Segment Start: Listed records
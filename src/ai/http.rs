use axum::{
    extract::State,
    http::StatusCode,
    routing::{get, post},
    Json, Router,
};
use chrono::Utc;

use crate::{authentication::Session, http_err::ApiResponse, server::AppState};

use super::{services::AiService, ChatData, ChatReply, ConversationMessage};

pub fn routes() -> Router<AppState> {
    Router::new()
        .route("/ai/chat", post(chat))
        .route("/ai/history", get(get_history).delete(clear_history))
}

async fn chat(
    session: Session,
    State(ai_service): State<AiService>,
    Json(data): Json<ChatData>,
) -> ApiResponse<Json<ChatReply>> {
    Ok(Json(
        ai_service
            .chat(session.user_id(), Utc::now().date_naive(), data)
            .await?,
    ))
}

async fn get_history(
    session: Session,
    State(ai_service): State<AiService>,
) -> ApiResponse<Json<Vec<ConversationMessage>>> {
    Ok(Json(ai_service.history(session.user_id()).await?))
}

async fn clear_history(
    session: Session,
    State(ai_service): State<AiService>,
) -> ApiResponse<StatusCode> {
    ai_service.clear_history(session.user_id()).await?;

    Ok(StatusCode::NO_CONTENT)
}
Segment End: Listed records
To do:
Print all of the records, leaving each one exactly as it appears above.

Problem solution:
filename src/ai/http.rs
use axum::{
    extract::State,
    http::StatusCode,
    routing::{get, post},
    Json, Router,
};
use chrono::Utc;

use crate::{authentication::Session, http_err::ApiResponse, server::AppState};

use super::{services::AiService, ChatData, ChatReply, ConversationMessage};

pub fn routes() -> Router<AppState> {
    Router::new()
        .route("/ai/chat", post(chat))
        .route("/ai/history", get(get_history).delete(clear_history))
}

async fn chat(
    session: Session,
    State(ai_service): State<AiService>,
    Json(data): Json<ChatData>,
) -> ApiResponse<Json<ChatReply>> {
    Ok(Json(
        ai_service
            .chat(session.user_id(), Utc::now().date_naive(), data)
            .await?,
    ))
}

async fn get_history(
    session: Session,
    State(ai_service): State<AiService>,
) -> ApiResponse<Json<Vec<ConversationMessage>>> {
    Ok(Json(ai_service.history(session.user_id()).await?))
}

async fn clear_history(
    session: Session,
    State(ai_service): State<AiService>,
) -> ApiResponse<StatusCode> {
    ai_service.clear_history(session.user_id()).await?;

    Ok(StatusCode::NO_CONTENT)
}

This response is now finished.